= Dataset records =
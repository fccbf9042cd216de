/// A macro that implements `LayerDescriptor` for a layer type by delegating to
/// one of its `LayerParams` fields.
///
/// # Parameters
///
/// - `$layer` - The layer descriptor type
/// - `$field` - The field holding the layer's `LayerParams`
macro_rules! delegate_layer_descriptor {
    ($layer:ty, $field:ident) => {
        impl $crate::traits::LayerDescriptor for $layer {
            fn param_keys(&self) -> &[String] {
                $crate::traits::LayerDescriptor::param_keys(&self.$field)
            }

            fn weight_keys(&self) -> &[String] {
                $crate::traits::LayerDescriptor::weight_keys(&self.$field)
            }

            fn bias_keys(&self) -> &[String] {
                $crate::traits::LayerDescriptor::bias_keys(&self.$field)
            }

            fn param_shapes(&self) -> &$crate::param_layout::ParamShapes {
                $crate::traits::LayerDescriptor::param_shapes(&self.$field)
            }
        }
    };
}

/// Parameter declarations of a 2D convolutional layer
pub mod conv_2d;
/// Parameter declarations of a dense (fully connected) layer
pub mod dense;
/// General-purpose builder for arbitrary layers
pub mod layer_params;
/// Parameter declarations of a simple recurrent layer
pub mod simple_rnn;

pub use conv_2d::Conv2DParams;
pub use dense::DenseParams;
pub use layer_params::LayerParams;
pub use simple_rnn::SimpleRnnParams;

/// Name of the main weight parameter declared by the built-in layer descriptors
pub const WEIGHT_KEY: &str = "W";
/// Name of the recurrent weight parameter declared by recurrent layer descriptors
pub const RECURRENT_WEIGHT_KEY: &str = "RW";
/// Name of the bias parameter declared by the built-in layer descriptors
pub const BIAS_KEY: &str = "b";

...

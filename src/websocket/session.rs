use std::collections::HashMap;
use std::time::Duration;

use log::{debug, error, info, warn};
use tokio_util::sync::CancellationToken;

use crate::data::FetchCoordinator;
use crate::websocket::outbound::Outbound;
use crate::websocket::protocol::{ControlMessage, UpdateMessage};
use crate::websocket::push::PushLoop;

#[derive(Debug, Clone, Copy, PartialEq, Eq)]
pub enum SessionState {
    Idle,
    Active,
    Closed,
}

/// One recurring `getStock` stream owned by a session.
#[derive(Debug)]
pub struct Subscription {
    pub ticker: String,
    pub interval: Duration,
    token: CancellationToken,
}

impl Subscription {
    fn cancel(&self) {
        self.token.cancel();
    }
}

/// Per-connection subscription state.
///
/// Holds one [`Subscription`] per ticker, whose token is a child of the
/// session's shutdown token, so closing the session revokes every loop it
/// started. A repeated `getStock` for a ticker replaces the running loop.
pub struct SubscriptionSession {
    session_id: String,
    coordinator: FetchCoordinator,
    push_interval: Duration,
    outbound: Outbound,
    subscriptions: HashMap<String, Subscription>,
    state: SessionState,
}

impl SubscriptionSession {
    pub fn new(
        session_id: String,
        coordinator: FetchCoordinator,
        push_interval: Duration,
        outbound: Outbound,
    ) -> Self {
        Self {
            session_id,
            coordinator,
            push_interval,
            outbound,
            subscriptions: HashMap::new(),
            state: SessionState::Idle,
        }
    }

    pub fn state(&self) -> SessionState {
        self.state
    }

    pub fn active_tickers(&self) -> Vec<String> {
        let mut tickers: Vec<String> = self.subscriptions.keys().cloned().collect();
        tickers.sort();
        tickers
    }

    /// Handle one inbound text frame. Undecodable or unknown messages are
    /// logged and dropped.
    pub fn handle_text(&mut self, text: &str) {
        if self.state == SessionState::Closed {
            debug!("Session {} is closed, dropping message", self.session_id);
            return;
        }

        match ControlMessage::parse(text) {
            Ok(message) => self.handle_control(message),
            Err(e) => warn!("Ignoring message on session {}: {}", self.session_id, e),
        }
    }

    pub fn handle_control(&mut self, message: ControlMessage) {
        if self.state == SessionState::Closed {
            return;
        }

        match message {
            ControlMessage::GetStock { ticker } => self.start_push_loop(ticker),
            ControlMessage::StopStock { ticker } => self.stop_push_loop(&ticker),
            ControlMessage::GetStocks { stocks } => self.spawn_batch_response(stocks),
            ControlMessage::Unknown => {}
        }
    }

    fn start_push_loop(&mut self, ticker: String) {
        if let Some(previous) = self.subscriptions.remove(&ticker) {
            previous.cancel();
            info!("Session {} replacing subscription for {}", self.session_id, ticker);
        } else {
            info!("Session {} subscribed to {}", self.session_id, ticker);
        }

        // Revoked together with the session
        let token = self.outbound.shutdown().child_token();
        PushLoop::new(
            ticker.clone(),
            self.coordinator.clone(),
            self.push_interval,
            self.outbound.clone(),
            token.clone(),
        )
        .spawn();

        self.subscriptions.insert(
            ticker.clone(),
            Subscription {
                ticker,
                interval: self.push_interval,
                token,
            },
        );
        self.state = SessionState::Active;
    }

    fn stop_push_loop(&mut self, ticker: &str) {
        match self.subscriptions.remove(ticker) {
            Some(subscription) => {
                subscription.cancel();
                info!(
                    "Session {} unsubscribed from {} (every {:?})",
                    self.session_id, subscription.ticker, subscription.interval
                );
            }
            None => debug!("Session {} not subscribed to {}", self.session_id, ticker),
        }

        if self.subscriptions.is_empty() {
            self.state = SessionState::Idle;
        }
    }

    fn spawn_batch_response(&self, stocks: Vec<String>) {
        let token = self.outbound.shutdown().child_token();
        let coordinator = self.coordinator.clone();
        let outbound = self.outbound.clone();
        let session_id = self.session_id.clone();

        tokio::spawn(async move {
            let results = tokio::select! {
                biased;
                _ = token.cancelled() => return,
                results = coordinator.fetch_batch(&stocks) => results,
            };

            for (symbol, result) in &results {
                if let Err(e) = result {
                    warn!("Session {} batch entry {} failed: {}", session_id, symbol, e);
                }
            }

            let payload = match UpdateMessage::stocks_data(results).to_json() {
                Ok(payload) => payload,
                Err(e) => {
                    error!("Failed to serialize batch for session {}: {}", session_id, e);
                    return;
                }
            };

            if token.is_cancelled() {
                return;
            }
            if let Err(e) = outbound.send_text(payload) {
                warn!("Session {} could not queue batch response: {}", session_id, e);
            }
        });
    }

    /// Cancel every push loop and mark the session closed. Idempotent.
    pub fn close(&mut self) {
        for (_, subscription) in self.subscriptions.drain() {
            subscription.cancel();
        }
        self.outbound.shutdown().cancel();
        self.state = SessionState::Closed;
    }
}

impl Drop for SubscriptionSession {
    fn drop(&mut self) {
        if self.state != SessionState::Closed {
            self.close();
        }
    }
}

= Work instructions =
Copy each line holding the word "match" from the listing above.

= Output of the exercise =
        match ControlMessage::parse(text) {
        match message {
        match self.subscriptions.remove(ticker) {
            let payload = match UpdateMessage::stocks_data(results).to_json() {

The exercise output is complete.